Saved entries
——

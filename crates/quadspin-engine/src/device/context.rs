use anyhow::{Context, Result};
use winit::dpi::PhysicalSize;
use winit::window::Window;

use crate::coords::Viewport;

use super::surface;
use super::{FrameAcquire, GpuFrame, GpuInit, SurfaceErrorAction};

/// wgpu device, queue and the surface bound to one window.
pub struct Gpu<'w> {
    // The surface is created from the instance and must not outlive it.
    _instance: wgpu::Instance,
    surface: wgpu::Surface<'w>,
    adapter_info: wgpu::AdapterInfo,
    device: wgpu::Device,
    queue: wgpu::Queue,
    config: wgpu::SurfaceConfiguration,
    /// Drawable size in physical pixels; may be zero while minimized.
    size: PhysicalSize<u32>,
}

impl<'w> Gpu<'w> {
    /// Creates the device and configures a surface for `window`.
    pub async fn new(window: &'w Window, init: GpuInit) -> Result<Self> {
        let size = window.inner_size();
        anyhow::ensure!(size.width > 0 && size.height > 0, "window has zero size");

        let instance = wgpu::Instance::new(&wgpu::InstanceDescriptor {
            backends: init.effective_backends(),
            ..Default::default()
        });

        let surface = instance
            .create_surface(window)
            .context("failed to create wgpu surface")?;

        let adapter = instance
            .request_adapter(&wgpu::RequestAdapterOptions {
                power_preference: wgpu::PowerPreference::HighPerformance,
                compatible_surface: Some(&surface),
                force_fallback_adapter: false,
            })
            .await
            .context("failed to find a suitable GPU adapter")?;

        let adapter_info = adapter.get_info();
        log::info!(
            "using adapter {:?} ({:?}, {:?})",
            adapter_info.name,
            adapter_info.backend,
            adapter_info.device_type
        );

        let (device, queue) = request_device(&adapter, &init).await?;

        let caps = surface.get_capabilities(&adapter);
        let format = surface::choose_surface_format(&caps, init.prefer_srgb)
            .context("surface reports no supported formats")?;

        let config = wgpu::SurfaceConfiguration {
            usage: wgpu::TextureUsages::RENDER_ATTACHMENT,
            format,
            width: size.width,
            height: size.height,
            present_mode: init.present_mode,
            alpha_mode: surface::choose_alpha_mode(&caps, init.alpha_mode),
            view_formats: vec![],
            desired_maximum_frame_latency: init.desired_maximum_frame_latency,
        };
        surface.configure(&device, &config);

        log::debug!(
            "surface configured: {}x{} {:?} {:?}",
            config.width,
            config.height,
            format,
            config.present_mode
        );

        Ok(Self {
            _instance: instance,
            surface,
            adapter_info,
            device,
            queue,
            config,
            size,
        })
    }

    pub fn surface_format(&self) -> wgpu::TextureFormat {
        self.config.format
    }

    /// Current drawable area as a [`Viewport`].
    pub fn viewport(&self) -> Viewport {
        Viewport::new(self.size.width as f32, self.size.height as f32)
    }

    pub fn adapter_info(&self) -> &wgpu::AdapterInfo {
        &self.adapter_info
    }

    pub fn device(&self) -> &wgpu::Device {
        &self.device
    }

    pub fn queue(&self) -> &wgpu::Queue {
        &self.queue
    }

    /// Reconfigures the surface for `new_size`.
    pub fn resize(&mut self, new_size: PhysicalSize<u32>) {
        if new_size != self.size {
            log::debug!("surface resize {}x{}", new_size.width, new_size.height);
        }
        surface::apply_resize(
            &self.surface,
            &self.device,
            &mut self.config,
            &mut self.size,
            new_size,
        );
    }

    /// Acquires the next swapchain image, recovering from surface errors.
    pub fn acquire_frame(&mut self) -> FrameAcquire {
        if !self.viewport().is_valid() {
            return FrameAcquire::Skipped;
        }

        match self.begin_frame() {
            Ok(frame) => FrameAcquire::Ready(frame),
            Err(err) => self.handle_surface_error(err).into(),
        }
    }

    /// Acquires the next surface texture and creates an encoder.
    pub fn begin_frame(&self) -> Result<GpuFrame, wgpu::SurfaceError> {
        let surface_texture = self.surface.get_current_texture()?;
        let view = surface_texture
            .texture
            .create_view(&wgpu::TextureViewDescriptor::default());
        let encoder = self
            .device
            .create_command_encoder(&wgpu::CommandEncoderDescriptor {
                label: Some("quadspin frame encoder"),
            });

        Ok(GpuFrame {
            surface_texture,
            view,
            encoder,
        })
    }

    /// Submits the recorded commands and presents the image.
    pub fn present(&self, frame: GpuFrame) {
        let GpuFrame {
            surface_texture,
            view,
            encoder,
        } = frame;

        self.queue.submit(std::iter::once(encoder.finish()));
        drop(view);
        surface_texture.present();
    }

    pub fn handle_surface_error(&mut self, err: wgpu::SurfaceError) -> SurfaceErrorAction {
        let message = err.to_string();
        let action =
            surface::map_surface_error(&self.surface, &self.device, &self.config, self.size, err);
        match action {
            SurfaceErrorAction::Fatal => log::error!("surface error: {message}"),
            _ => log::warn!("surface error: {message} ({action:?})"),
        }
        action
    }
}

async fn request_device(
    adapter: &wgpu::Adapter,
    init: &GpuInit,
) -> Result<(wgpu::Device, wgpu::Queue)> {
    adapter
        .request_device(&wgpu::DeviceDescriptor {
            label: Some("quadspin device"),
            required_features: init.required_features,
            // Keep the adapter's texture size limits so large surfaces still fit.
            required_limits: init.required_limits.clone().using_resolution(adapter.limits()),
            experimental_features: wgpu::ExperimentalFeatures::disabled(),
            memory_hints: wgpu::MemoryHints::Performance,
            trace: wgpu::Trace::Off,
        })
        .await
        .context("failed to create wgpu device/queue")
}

——

§ **Exercise aim**
Check each line of the data above for the string "GpuFrame", and copy the ones that have it.

§ **Response area**
use super::{FrameAcquire, GpuFrame, GpuInit, SurfaceErrorAction};
    pub fn begin_frame(&self) -> Result<GpuFrame, wgpu::SurfaceError> {
        Ok(GpuFrame {
    pub fn present(&self, frame: GpuFrame) {
        let GpuFrame {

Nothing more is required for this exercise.